#### Work instructions:
Every record, from first to last, should be retyped word for word.

══════════

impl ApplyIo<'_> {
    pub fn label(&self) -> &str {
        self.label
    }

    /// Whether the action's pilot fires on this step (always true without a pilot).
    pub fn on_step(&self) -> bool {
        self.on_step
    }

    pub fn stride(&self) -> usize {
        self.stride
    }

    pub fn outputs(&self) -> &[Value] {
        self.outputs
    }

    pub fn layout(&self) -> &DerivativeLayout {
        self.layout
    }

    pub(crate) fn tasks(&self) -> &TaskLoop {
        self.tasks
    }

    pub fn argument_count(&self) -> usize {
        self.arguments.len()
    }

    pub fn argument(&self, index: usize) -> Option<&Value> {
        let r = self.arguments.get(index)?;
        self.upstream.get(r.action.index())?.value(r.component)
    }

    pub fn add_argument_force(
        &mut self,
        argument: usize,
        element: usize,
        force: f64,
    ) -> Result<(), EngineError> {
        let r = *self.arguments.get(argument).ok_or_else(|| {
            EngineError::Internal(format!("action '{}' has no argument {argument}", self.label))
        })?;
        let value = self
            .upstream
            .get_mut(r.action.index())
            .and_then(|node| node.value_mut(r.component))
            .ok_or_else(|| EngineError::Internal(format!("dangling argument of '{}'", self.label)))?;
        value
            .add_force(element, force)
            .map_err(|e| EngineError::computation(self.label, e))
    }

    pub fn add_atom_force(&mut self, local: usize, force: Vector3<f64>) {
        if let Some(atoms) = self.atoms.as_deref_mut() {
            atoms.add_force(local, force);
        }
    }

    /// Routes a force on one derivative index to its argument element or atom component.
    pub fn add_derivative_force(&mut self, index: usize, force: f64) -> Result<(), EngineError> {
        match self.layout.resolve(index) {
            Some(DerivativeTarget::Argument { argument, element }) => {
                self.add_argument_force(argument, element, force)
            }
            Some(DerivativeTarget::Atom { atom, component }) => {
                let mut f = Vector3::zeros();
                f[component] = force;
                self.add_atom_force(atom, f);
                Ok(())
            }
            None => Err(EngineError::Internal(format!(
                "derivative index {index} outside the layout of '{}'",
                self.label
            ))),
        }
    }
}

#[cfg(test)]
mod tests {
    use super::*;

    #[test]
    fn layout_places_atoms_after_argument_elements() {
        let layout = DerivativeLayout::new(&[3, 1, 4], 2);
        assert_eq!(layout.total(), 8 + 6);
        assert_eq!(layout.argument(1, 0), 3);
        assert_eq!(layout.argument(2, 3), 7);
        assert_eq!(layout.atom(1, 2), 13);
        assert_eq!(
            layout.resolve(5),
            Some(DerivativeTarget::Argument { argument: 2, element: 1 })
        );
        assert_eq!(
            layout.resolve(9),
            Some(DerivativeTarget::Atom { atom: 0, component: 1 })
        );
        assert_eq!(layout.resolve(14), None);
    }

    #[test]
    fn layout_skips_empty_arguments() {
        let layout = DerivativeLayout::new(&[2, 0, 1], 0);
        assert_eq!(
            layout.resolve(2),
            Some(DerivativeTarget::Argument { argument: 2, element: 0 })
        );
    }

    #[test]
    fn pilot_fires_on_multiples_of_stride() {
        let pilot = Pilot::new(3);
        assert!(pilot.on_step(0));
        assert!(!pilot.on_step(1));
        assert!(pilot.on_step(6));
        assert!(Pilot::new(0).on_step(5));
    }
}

══════════

#### Exercise response:
impl ApplyIo<'_> {
    pub fn label(&self) -> &str {
        self.label
    }

    /// Whether the action's pilot fires on this step (always true without a pilot).
    pub fn on_step(&self) -> bool {
        self.on_step
    }

    pub fn stride(&self) -> usize {
        self.stride
    }

    pub fn outputs(&self) -> &[Value] {
        self.outputs
    }

    pub fn layout(&self) -> &DerivativeLayout {
        self.layout
    }

    pub(crate) fn tasks(&self) -> &TaskLoop {
        self.tasks
    }

    pub fn argument_count(&self) -> usize {
        self.arguments.len()
    }

    pub fn argument(&self, index: usize) -> Option<&Value> {
        let r = self.arguments.get(index)?;
        self.upstream.get(r.action.index())?.value(r.component)
    }

    pub fn add_argument_force(
        &mut self,
        argument: usize,
        element: usize,
        force: f64,
    ) -> Result<(), EngineError> {
        let r = *self.arguments.get(argument).ok_or_else(|| {
            EngineError::Internal(format!("action '{}' has no argument {argument}", self.label))
        })?;
        let value = self
            .upstream
            .get_mut(r.action.index())
            .and_then(|node| node.value_mut(r.component))
            .ok_or_else(|| EngineError::Internal(format!("dangling argument of '{}'", self.label)))?;
        value
            .add_force(element, force)
            .map_err(|e| EngineError::computation(self.label, e))
    }

    pub fn add_atom_force(&mut self, local: usize, force: Vector3<f64>) {
        if let Some(atoms) = self.atoms.as_deref_mut() {
            atoms.add_force(local, force);
        }
    }

    /// Routes a force on one derivative index to its argument element or atom component.
    pub fn add_derivative_force(&mut self, index: usize, force: f64) -> Result<(), EngineError> {
        match self.layout.resolve(index) {
            Some(DerivativeTarget::Argument { argument, element }) => {
                self.add_argument_force(argument, element, force)
            }
            Some(DerivativeTarget::Atom { atom, component }) => {
                let mut f = Vector3::zeros();
                f[component] = force;
                self.add_atom_force(atom, f);
                Ok(())
            }
            None => Err(EngineError::Internal(format!(
                "derivative index {index} outside the layout of '{}'",
                self.label
            ))),
        }
    }
}

#[cfg(test)]
mod tests {
    use super::*;

    #[test]
    fn layout_places_atoms_after_argument_elements() {
        let layout = DerivativeLayout::new(&[3, 1, 4], 2);
        assert_eq!(layout.total(), 8 + 6);
        assert_eq!(layout.argument(1, 0), 3);
        assert_eq!(layout.argument(2, 3), 7);
        assert_eq!(layout.atom(1, 2), 13);
        assert_eq!(
            layout.resolve(5),
            Some(DerivativeTarget::Argument { argument: 2, element: 1 })
        );
        assert_eq!(
            layout.resolve(9),
            Some(DerivativeTarget::Atom { atom: 0, component: 1 })
        );
        assert_eq!(layout.resolve(14), None);
    }

    #[test]
    fn layout_skips_empty_arguments() {
        let layout = DerivativeLayout::new(&[2, 0, 1], 0);
        assert_eq!(
            layout.resolve(2),
            Some(DerivativeTarget::Argument { argument: 2, element: 0 })
        );
    }

    #[test]
    fn pilot_fires_on_multiples_of_stride() {
        let pilot = Pilot::new(3);
        assert!(pilot.on_step(0));
        assert!(!pilot.on_step(1));
        assert!(pilot.on_step(6));
        assert!(Pilot::new(0).on_step(5));
    }
}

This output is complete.